After you’ve digested the Globe editorial, take a look at this post by Hale Stewart discusses a Congressional Budget Office study that proves “supply side” doesn’t work, and cutting taxes does not stimulate the economy sufficiently to make up the loss of revenue. If the government cuts taxes, it loses revenue. Simple as that.

At the New York Times, via True Blue Liberal, Bob Herbert shows us how Congress is attempting to pump federal revenues — by sacrificing the poor.

Consider the budget that will soon be sent to the president for his signature. Members of the House and Senate have agreed on legislation that achieves something approaching $40 billion in savings over five years primarily by hammering the sick, the poor, the elderly and college students and their families.

This is the same Congress that genuflects each time the president asks for yet another gift-wrapped tax cut for the wealthiest among us.
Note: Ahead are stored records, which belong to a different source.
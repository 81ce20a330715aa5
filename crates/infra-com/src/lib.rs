// ToolOne Infrastructure - COM Automation Adapter
// Implements: ToolConnector, ToolAutomation (Windows only)

pub mod connector;
#[cfg(windows)]
mod dispatch;
#[cfg(windows)]
mod session;

pub use connector::ComConnector;
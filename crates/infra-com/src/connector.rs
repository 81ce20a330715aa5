// COM connector
// Binds the automation port to a registered automation server by ProgID

use toolone_core::port::{AutomationResult, ToolAutomation, ToolConnector};
use tracing::info;

/// Connects to the tool through its COM automation server
pub struct ComConnector {
    prog_id: String,
}

impl ComConnector {
    /// # Example
    /// ```text
    /// let connector = ComConnector::new("ToolOneNG.Application");
    /// let session = connector.connect()?;
    /// ```
    pub fn new(prog_id: impl Into<String>) -> Self {
        Self {
            prog_id: prog_id.into(),
        }
    }

    pub fn prog_id(&self) -> &str {
        &self.prog_id
    }
}

impl ToolConnector for ComConnector {
    fn connect(&self) -> AutomationResult<Box<dyn ToolAutomation>> {
        info!(prog_id = %self.prog_id, "Dispatching automation server");

        #[cfg(windows)]
        {
            let session = crate::session::ComSession::attach(&self.prog_id)?;
            Ok(Box::new(session))
        }

        #[cfg(not(windows))]
        {
            tracing::warn!(prog_id = %self.prog_id, "COM automation is only available on Windows");
            Err(toolone_core::port::AutomationError::Unavailable(format!(
                "{}: COM automation is only available on Windows",
                self.prog_id
            )))
        }
    }
}
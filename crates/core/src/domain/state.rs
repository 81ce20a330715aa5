// Tool state as reported by the automation server

/// Online calibration state (`CalibrationManagement.State`)
#[derive(Debug, Clone, Copy, PartialEq, Eq)]
pub enum CalibrationState {
    /// Raw 0: calibration not running
    Offline,
    /// Raw 1: calibration running
    Online,
    /// Any other raw value (transitional states)
    Other(i32),
}

impl CalibrationState {
    pub fn from_raw(raw: i32) -> Self {
        match raw {
            0 => CalibrationState::Offline,
            1 => CalibrationState::Online,
            other => CalibrationState::Other(other),
        }
    }

    pub fn raw(&self) -> i32 {
        match self {
            CalibrationState::Offline => 0,
            CalibrationState::Online => 1,
            CalibrationState::Other(raw) => *raw,
        }
    }
}

impl std::fmt::Display for CalibrationState {
    fn fmt(&self, f: &mut std::fmt::Formatter<'_>) -> std::fmt::Result {
        match self {
            CalibrationState::Offline => write!(f, "OFFLINE"),
            CalibrationState::Online => write!(f, "ONLINE"),
            CalibrationState::Other(raw) => write!(f, "STATE_{}", raw),
        }
    }
}

/// State of the real-time application on a platform
///
/// 0 when nothing is loaded; any positive value means an application
/// is loaded (and possibly running).
#[derive(Debug, Clone, Copy, PartialEq, Eq)]
pub struct ApplicationState(pub i32);

impl ApplicationState {
    pub const NOT_LOADED: ApplicationState = ApplicationState(0);

    pub fn is_loaded(&self) -> bool {
        self.0 > 0
    }
}

impl std::fmt::Display for ApplicationState {
    fn fmt(&self, f: &mut std::fmt::Formatter<'_>) -> std::fmt::Result {
        write!(f, "{}", self.0)
    }
}

/// Real-time application currently assigned to a platform
#[derive(Debug, Clone, PartialEq, Eq)]
pub struct RealTimeApplicationInfo {
    pub name: String,
    pub state: ApplicationState,
}

/// Identity of the active project
#[derive(Debug, Clone, PartialEq, Eq)]
pub struct ProjectInfo {
    pub name: String,
    pub full_path: String,
}

/// Application name the platform registers for a file path
///
/// Final component of the lexically normalized path: empty and `.`
/// segments are dropped and `..` removes the preceding segment. Both `/`
/// and `\\` separate components so tool paths parse the same on every host.
pub fn application_name_from_path(path: &str) -> &str {
    let mut segments = path.split(['/', '\\']).peekable();
    let drive = segments.next_if(|first| is_drive(first));
    let rooted = drive.is_some() || path.starts_with(['/', '\\']);

    let mut parts: Vec<&str> = Vec::new();
    for segment in segments {
        match segment {
            "" | "." => {}
            ".." => match parts.last() {
                Some(&last) if last != ".." => {
                    parts.pop();
                }
                None if rooted => {}
                _ => parts.push(segment),
            },
            _ => parts.push(segment),
        }
    }

    match parts.last() {
        Some(&last) => last,
        None if rooted => "",
        None => ".",
    }
}

/// `C:` style drive prefix
fn is_drive(segment: &str) -> bool {
    let bytes = segment.as_bytes();
    bytes.len() == 2 && bytes[0].is_ascii_alphabetic() && bytes[1] == b':'
}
The textbooks tell us that the U.S. is a representative democracy, but only the upper strata are truly represented.

The nearly 800-page budget bill would allow states to jack up the premiums and co-payments of millions of low-income Medicaid recipients. It would also allow some Medicaid benefits to be rolled back.
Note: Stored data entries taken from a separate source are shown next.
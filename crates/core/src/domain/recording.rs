// Measurement recording references and options

/// Trigger rule resolved from `MeasurementDataManagement.TriggerRules`
#[derive(Debug, Clone, PartialEq, Eq)]
pub struct TriggerRuleRef(String);

impl TriggerRuleRef {
    pub fn new(name: impl Into<String>) -> Self {
        Self(name.into())
    }

    pub fn name(&self) -> &str {
        &self.0
    }
}

/// Signal created in `MeasurementConfiguration.Signals`
#[derive(Debug, Clone, PartialEq, Eq)]
pub struct SignalRef(String);

impl SignalRef {
    pub fn new(name: impl Into<String>) -> Self {
        Self(name.into())
    }

    pub fn name(&self) -> &str {
        &self.0
    }
}

/// Parameters of `Recorder.Start`
#[derive(Debug, Clone, Copy, Default, PartialEq, Eq)]
pub struct StartRecordingOptions {
    pub with_trigger: bool,
    pub overwrite_existing: bool,
}

/// Everything `start_running_test` needs to arm a recording
#[derive(Debug, Clone, PartialEq, Eq)]
pub struct TestRunPlan {
    pub enable_start_condition: bool,
    pub trigger_rule: String,
    pub recording: StartRecordingOptions,
}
One of worst aspects of the Medicaid provisions is that large numbers of poor people, faced with the higher premiums and co-payments, will inevitably decide to take a pass on the health care they need. Some will die.
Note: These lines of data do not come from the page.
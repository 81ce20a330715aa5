// Signals-to-record list

use std::io::BufRead;

/// Ordered list of signal names to be recorded
///
/// Entries keep their trailing newline and are stripped only when handed to
/// the tool. A `\r\n` line ending is stored as `\n`.
#[derive(Debug, Clone, Default, PartialEq, Eq)]
pub struct SignalList {
    entries: Vec<String>,
}

impl SignalList {
    pub fn new() -> Self {
        Self::default()
    }

    /// Append every signal line from `reader`, skipping comments and blank lines
    ///
    /// Returns the number of entries appended.
    pub fn append_from_reader<R: BufRead>(&mut self, mut reader: R) -> std::io::Result<usize> {
        let mut appended = 0;
        let mut line = String::new();

        loop {
            line.clear();
            if reader.read_line(&mut line)? == 0 {
                break;
            }
            if line.starts_with('#') || line.trim().is_empty() {
                continue;
            }
            if line.ends_with("\r\n") {
                line.truncate(line.len() - 2);
                line.push('\n');
            }
            self.entries.push(line.clone());
            appended += 1;
        }

        Ok(appended)
    }

    pub fn push(&mut self, entry: impl Into<String>) {
        self.entries.push(entry.into());
    }

    /// Raw entries, as read
    pub fn entries(&self) -> &[String] {
        &self.entries
    }

    /// Signal names with line endings stripped
    pub fn names(&self) -> impl Iterator<Item = &str> {
        self.entries
            .iter()
            .map(|entry| entry.trim_end_matches(['\n', '\r']))
    }

    pub fn len(&self) -> usize {
        self.entries.len()
    }

    pub fn is_empty(&self) -> bool {
        self.entries.is_empty()
    }

    pub fn clear(&mut self) {
        self.entries.clear();
    }
}

#[cfg(test)]
mod tests {
    use super::*;
    use std::io::Cursor;

    #[test]
    fn test_skips_comments_and_blank_lines() {
        let mut list = SignalList::new();
        let appended = list
            .append_from_reader(Cursor::new("# comment\n\nSignalA\nSignalB\n"))
            .unwrap();

        assert_eq!(appended, 2);
        assert_eq!(list.entries(), ["SignalA\n", "SignalB\n"]);
    }

    #[test]
    fn test_second_read_appends() {
        let mut list = SignalList::new();
        list.append_from_reader(Cursor::new("SignalA\n")).unwrap();
        list.append_from_reader(Cursor::new("SignalB\n")).unwrap();

        assert_eq!(list.entries(), ["SignalA\n", "SignalB\n"]);
    }

    #[test]
    fn test_whitespace_only_line_is_blank() {
        let mut list = SignalList::new();
        list.append_from_reader(Cursor::new("   \n\t\r\nSignalA\r\n"))
            .unwrap();

        assert_eq!(list.len(), 1);
        assert_eq!(list.names().collect::<Vec<_>>(), ["SignalA"]);
    }

    #[test]
    fn test_crlf_line_endings_stored_as_lf() {
        let mut list = SignalList::new();
        list.append_from_reader(Cursor::new("SignalA\r\n# note\r\nSignalB\r\n"))
            .unwrap();

        assert_eq!(list.entries(), ["SignalA\n", "SignalB\n"]);
    }

    #[test]
    fn test_last_line_without_newline() {
        let mut list = SignalList::new();
        list.append_from_reader(Cursor::new("SignalA\nSignalB")).unwrap();

        assert_eq!(list.entries(), ["SignalA\n", "SignalB"]);
        assert_eq!(list.names().collect::<Vec<_>>(), ["SignalA", "SignalB"]);
    }

    #[test]
    fn test_indented_hash_is_not_a_comment() {
        let mut list = SignalList::new();
        list.append_from_reader(Cursor::new(" #Model/Signal\n")).unwrap();

        assert_eq!(list.entries(), [" #Model/Signal\n"]);
    }
}
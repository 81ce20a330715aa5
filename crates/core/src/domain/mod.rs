// Domain Layer - Tool state, recording references and configuration

pub mod config;
pub mod operation;
pub mod recording;
pub mod signals;
pub mod state;

// Re-exports
pub use config::ToolConfig;
pub use operation::Operation;
pub use recording::{SignalRef, StartRecordingOptions, TestRunPlan, TriggerRuleRef};
pub use signals::SignalList;
pub use state::{
    application_name_from_path, ApplicationState, CalibrationState, ProjectInfo,
    RealTimeApplicationInfo,
};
But others are doing very well, of course, as described in this editorial in today’s NY Times, which begins:

There is no shortage of numbers and studies detailing the widening gap between what American companies pay workers and the millions of dollars those same companies pay top executives. But just in case anyone hasn’t been paying attention, here enters David Brooks, chief executive of the bulletproof vest manufacturer DHB Industries Inc., to provide a fuller picture.

Thanks to defense contracts, Mr. Brooks (not to be confused with Bobo, the Times’s famous keyboarding vegetable) is a fabulously wealthy man. He recently threw a $10 million private party for his daughter and her friends at the Rainbow Room at Rockefeller Center. Meanwhile, much of the body armor Brooks sold to the DoD has been recalled for being defective.

The editorial continues,

Meanwhile, the party came less than three months after the release of a report on ballooning pay for chief executives that singled out Mr. Brooks for making $70 million in 2004 compared with $525,000 in pre-Iraq-war 2001. The report said he made an additional $186 million in 2004 selling company stock.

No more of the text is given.